另一个优化是不使用 SELECT * 而只使用 ID,这样它就可以简单地读取索引,而不必再定位所有数据(减少 IO 开销)。如果您需要其他一些列,那么也许您可以将它们添加到索引中,以便使用主键读取它们(这很可能保存在内存中,因此不需要磁盘查找)-尽管这不合适对于所有情况,您都必须玩游戏。
I wrote an article with more details:
我写了一篇更详细的文章:
http://www.4pmp.com/2010/02/scalable-mysql-avoid-offset-for-large-tables/
http://www.4pmp.com/2010/02/scalable-mysql-avoid-offset-for-large-tables/
回答by Hymanson Leung
Paul Dixon's answer is indeed a solution to the problem, but you'll have to maintain the sequence table and ensure that there is no row gaps.
Paul Dixon 的回答确实是解决问题的方法,但是您必须维护序列表并确保没有行间隙。
If that's feasible, a better solution would be to simply ensure that the original table has no row gaps, and starts from id 1. Then grab the rows using the id for pagination.
如果这是可行的,更好的解决方案是简单地确保原始表没有行间隙,并从 id 1 开始。然后使用 id 获取行进行分页。
SELECT * FROM table A WHERE id >= 1 AND id <= 1000;
SELECT * FROM table A WHERE id >= 1001 AND id <= 2000;
SELECT * FROM table A WHERE id >= 1 AND id <= 1000;
SELECT * FROM table A WHERE id >= 1001 AND id <= 2000;
and so on...
等等...
回答by PhPGuy
I have run into this problem recently. The problem was two parts to fix. First I had to use an inner select in my FROM clause that did my limiting and offsetting for me on the primary key only:
我最近遇到了这个问题。问题是要解决的两个部分。
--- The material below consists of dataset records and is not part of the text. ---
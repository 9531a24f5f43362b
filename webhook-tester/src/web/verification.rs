//! Webhook subscription handshake.
//!
//! Meta verifies a callback URL by sending `hub.mode`, `hub.challenge` and
//! `hub.verify_token` as query parameters. The endpoint proves control by
//! echoing the challenge when the mode is `subscribe` and the token matches.

use axum::{
    http::StatusCode,
    response::{IntoResponse, Response},
};
use thiserror::Error;
use url::form_urlencoded;

/// Only mode accepted for a subscription handshake.
pub const SUBSCRIBE_MODE: &str = "subscribe";

/// The three handshake parameters, all present and non-empty.
#[derive(Debug, Clone, PartialEq, Eq)]
pub struct VerificationRequest {
    pub mode: String,
    pub challenge: String,
    pub token: String,
}

impl VerificationRequest {
    /// Extract the handshake parameters from a raw query string.
    ///
    /// Returns `None` when any parameter is missing or empty. The first
    /// occurrence of a repeated key wins.
    pub fn from_query(query: Option<&str>) -> Option<Self> {
        let query = query?;

        let mut mode = None;
        let mut challenge = None;
        let mut token = None;

        for (key, value) in form_urlencoded::parse(query.as_bytes()) {
            let slot = match &*key {
                "hub.mode" => &mut mode,
                "hub.challenge" => &mut challenge,
                "hub.verify_token" => &mut token,
                _ => continue,
            };
            if slot.is_none() {
                *slot = Some(value.into_owned());
            }
        }

        let present = |v: Option<String>| v.filter(|s| !s.is_empty());

        Some(VerificationRequest {
            mode: present(mode)?,
            challenge: present(challenge)?,
            token: present(token)?,
        })
    }

    /// Check the handshake against the configured secret.
    ///
    /// On success returns the challenge to echo back unchanged.
    pub fn verify(&self, expected_token: &str) -> Result<&str, VerificationError> {
        if self.mode != SUBSCRIBE_MODE {
            return Err(VerificationError::UnsupportedMode(self.mode.clone()));
        }
        if self.token != expected_token {
            return Err(VerificationError::TokenMismatch);
        }
        Ok(&self.challenge)
    }
}

/// Reasons a handshake is refused.
#[derive(Debug, Error, PartialEq, Eq)]
pub enum VerificationError {
    #[error("unsupported hub.mode: {0}")]
    UnsupportedMode(String),

    #[error("verify token does not match")]
    TokenMismatch,
}

impl IntoResponse for VerificationError {
    fn into_response(self) -> Response {
        StatusCode::FORBIDDEN.into_response()
    }
}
首先,我必须在我的 FROM 子句中使用一个内部选择,它只对主键进行限制和偏移:
$subQuery = DB::raw("( SELECT id FROM titles WHERE id BETWEEN {$startId} AND {$endId} ORDER BY title ) as t");
Then I could use that as the from part of my query:
然后我可以将其用作查询的 from 部分:
'titles.id',
'title_eisbns_concat.eisbns_concat',
'titles.pub_symbol',
'titles.title',
'titles.subtitle',
'titles.contributor1',
'titles.publisher',
'titles.epub_date',
'titles.ebook_price',
'publisher_licenses.id as pub_license_id',
'license_types.shortname',
$coversQuery
)
->from($subQuery)
->leftJoin('titles', 't.id', '=', 'titles.id')
->leftJoin('organizations', 'organizations.symbol', '=', 'titles.pub_symbol')
->leftJoin('title_eisbns_concat', 'titles.id', '=', 'title_eisbns_concat.title_id')
->leftJoin('publisher_licenses', 'publisher_licenses.org_id', '=', 'organizations.id')
->leftJoin('license_types', 'license_types.id', '=', 'publisher_licenses.license_type_id')
The first time I created this query I had used the OFFSET and LIMIT in MySql. This worked fine until I got past page 100 then the offset started getting unbearably slow. Changing that to BETWEEN in my inner query sped it up for any page. I'm not sure why MySql hasn't sped up OFFSET but between seems to reel it back in.
我第一次创建这个查询时,我在 MySql 中使用了 OFFSET 和 LIMIT。这工作正常,直到我超过第 100 页,然后偏移量开始变得难以忍受。在我的内部查询中将其更改为 BETWEEN 可以加快任何页面的速度。我不确定为什么 MySql 没有加快 OFFSET 的速度,但在两者之间似乎又卷土重来。